The invention also provides a preparation method of the catalyst, which comprises the following steps:

dispersing cobalt salt, amine compounds and cyclodextrin in water by ultrasonic and stirring to form uniform dispersion liquid, and drying the dispersion liquid to obtain a solid;

The purpose of preparing the dispersion liquid is to ensure that the cobalt salt can be well dispersed with the amine compound and the cyclodextrin, thereby being beneficial to the subsequent carbonization treatment. In some embodiments of the present invention, water may be used as a dispersing solvent to obtain a dispersion of the cobalt salt, the amine compound and the cyclodextrin. In order to disperse the cobalt salt, the amine compound and the cyclodextrin uniformly in water, conventional technical means well known to those skilled in the art, such as ultrasonic and stirring treatment, may be employed. In the specific implementation process of the invention, ultrasonic treatment and stirring treatment are carried out simultaneously, wherein the ultrasonic time is about 30min, the stirring speed is about 300r/min, and the stirring time is maintained for 2-3 h. The process maintains proper heating and is also beneficial to the dissolution and dispersion of the cyclodextrin.
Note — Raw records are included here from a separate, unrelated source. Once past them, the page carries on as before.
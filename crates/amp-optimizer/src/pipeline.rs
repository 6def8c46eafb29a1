//! Ordered, configurable sequence of transformers sharing one document.

use amp_dom::Document;
use std::collections::HashMap;
use tracing::{Instrument, debug, debug_span};

use crate::config::OptimizerConfig;
use crate::transform::{
    AddTransformedFlag, AmpBoilerplateTransformer, PassResults, ServerSideRendering, Transform,
    TransformParams,
};
use crate::{Error, Result};

pub type TransformFactory = fn(options: &OptimizerConfig) -> Box<dyn Transform>;

/// How a pipeline entry is named in configuration.
#[derive(Debug, Clone)]
pub enum PassId {
    /// Looked up in the [`PassRegistry`].
    Named(String),
    Custom {
        name: &'static str,
        factory: TransformFactory,
    },
}

impl From<&str> for PassId {
    fn from(name: &str) -> Self {
        PassId::Named(name.to_string())
    }
}

#[derive(Debug, Clone, Default)]
pub struct PassRegistry {
    factories: HashMap<&'static str, TransformFactory>,
}

impl PassRegistry {
    pub fn new() -> Self {
        Self::default()
    }

    pub fn insert(&mut self, name: &'static str, factory: TransformFactory) {
        self.factories.insert(name, factory);
    }

    pub fn get(&self, name: &str) -> Option<TransformFactory> {
        self.factories.get(name).copied()
    }

    pub fn default_transformers() -> Self {
        let mut reg = Self::new();
        reg.insert(ServerSideRendering::NAME, ServerSideRendering::factory);
        reg.insert(
            AmpBoilerplateTransformer::NAME,
            AmpBoilerplateTransformer::factory,
        );
        reg.insert(AddTransformedFlag::NAME, AddTransformedFlag::factory);
        reg
    }
}

#[derive(Debug, Clone)]
pub struct PipelineConfig {
    /// Execution order is significant: later transformers rely on earlier results.
    pub transformers: Vec<PassId>,
    pub options: OptimizerConfig,
}

impl Default for PipelineConfig {
    fn default() -> Self {
        Self {
            transformers: vec![
                ServerSideRendering::NAME.into(),
                AmpBoilerplateTransformer::NAME.into(),
                AddTransformedFlag::NAME.into(),
            ],
            options: OptimizerConfig::default(),
        }
    }
}

impl PipelineConfig {
    pub fn with_transformers<I, P>(transformers: I) -> Self
    where
        I: IntoIterator<Item = P>,
        P: Into<PassId>,
    {
        Self {
            transformers: transformers.into_iter().map(Into::into).collect(),
            options: OptimizerConfig::default(),
        }
    }

    pub fn with_options(mut self, options: OptimizerConfig) -> Self {
        self.options = options;
        self
    }
}

/// A resolved pipeline. It holds no per-document state, so one instance can serve any number of
/// documents, concurrently if the caller wishes.
#[derive(Debug, Clone)]
pub struct Pipeline {
    factories: Vec<(String, TransformFactory)>,
    options: OptimizerConfig,
}

impl Pipeline {
    pub fn new(config: PipelineConfig) -> Result<Self> {
        Self::with_registry(config, &PassRegistry::default_transformers())
    }

    pub fn with_registry(config: PipelineConfig, registry: &PassRegistry) -> Result<Self> {
        let mut factories = Vec::with_capacity(config.transformers.len());
        for id in config.transformers {
            let entry = match id {
                PassId::Named(name) => {
                    let Some(factory) = registry.get(&name) else {
                        return Err(Error::UnknownTransformer { name });
                    };
                    (name, factory)
                }
                PassId::Custom { name, factory } => (name.to_string(), factory),
            };
            factories.push(entry);
        }
        Ok(Self {
            factories,
            options: config.options,
        })
    }

    pub fn transformer_names(&self) -> impl Iterator<Item = &str> {
        self.factories.iter().map(|(name, _)| name.as_str())
    }

    /// Runs every transformer in order against `doc`.
    ///
    /// Transformers are instantiated for this run only and awaited one at a time. The first
    /// failure aborts the run; `doc` may then be partially transformed and must be discarded.
    #[tracing::instrument(skip_all, fields(transformers = self.factories.len()))]
    pub async fn run(&self, doc: &mut Document, params: &TransformParams) -> Result<PassResults> {
        let mut results = PassResults::new();
        for (_, factory) in &self.factories {
            let mut transformer = factory(&self.options);
            let name = transformer.name();

            for &key in transformer.requires() {
                if !results.contains(key) {
                    return Err(Error::MissingPrerequisite {
                        transformer: name,
                        key,
                    });
                }
            }

            debug!(transformer = name, "running transformer");
            transformer
                .transform(doc, params, &mut results)
                .instrument(debug_span!("transform", transformer = name))
                .await
                .map_err(|source| Error::Transform {
                    name,
                    source: Box::new(source),
                })?;

            for &key in transformer.provides() {
                if !results.contains(key) {
                    return Err(Error::ResultNotPublished {
                        transformer: name,
                        key,
                    });
                }
            }
        }
        Ok(results)
    }

    /// Synchronous variant of [`Pipeline::run`] (executor-free).
    pub fn run_sync(&self, doc: &mut Document, params: &TransformParams) -> Result<PassResults> {
        futures::executor::block_on(self.run(doc, params))
    }
}
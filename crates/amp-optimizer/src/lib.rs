#![forbid(unsafe_code)]

//! Build-time layout resolution and server-side rendering for AMP documents.
//!
//! Design goals:
//! - parity with the AMP runtime's static layout (same classes, styles and sizers, same number
//!   formatting)
//! - fail toward the slower-but-correct page: anything that cannot be resolved statically keeps
//!   the boilerplate instead of erroring
//! - runtime-agnostic async APIs (no specific executor required)
//!
//! The pieces, leaves first: [`length`] parses `width`/`height`, [`layout`] resolves the effective
//! layout, [`classify`] turns it into classes/styles/sizers, [`policy`] lists what blocks
//! boilerplate removal, [`transform::ServerSideRendering`] applies all of it to a document, and
//! [`Pipeline`] runs the configured transformers in order.

pub mod classify;
pub mod config;
pub mod error;
pub mod layout;
pub mod length;
mod number;
pub mod pipeline;
pub mod policy;
pub mod transform;

pub use classify::{LayoutClasses, classify};
pub use config::{OptimizerConfig, SsrOptions};
pub use error::{Error, Result};
pub use layout::{LayoutInput, LayoutType, ResolvedLayout, resolve};
pub use length::{CssLength, Unit};
pub use pipeline::{PassId, PassRegistry, Pipeline, PipelineConfig, TransformFactory};
pub use transform::{PassResults, Transform, TransformParams};

#[cfg(test)]
mod tests;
The drying treatment of the dispersion may be carried out by conventional techniques well known to those skilled in the art, such as natural drying and vacuum drying. In a specific embodiment, the drying treatment of the dispersion is high-efficiency and quick through microwave drying, and the moisture in the dispersion can be sufficiently removed within 5min, and the specific drying process is as follows: treating the dispersion in a microwave dryer for 1min, shaking the dispersion, and repeating for 4-5 times to obtain solid with water removed.

And roasting the solid at the temperature of 500-600 ℃ to obtain the carbon material precursor, wherein the roasting time is 1-4 h.

The metallic cobalt element derived from the cobalt salt can promote graphitization of the carbon material precursor during the annealing treatment under the inert atmosphere, and as the treatment progresses, the metallic cobalt element is wrapped in the carbon nanotube in a certain form and adheres to the inner surface of the carbon nanotube in the form of a cobalt-carbon/nitrogen bond or the like to become an active site of the catalyst. In embodiments of the invention, the annealing process is typically carried out using a tube furnace operation, with the air being removed from the furnace, followed by a controlled non-oxygen environment for high temperature processing and cooling to produce the catalyst product. For example, the specific steps are as follows: firstly, heating a tubular furnace in which the precursor is placed to 30-50 ℃ at a speed of about 5 ℃/min, and then preserving heat for at least 0.5h to exhaust air in the tubular furnace; then introducing inert gas (such as nitrogen or argon) to enable the carbon material precursor to be in a non-oxygen atmosphere; raising the temperature in the tubular furnace to 600-1100 ℃ at the speed of about 5 ℃/min, then preserving the temperature for 4-8h, and cooling to obtain the catalyst. The catalyst has excellent catalytic activity, and can ensure that ozone has higher degradation efficiency in degrading organic matters.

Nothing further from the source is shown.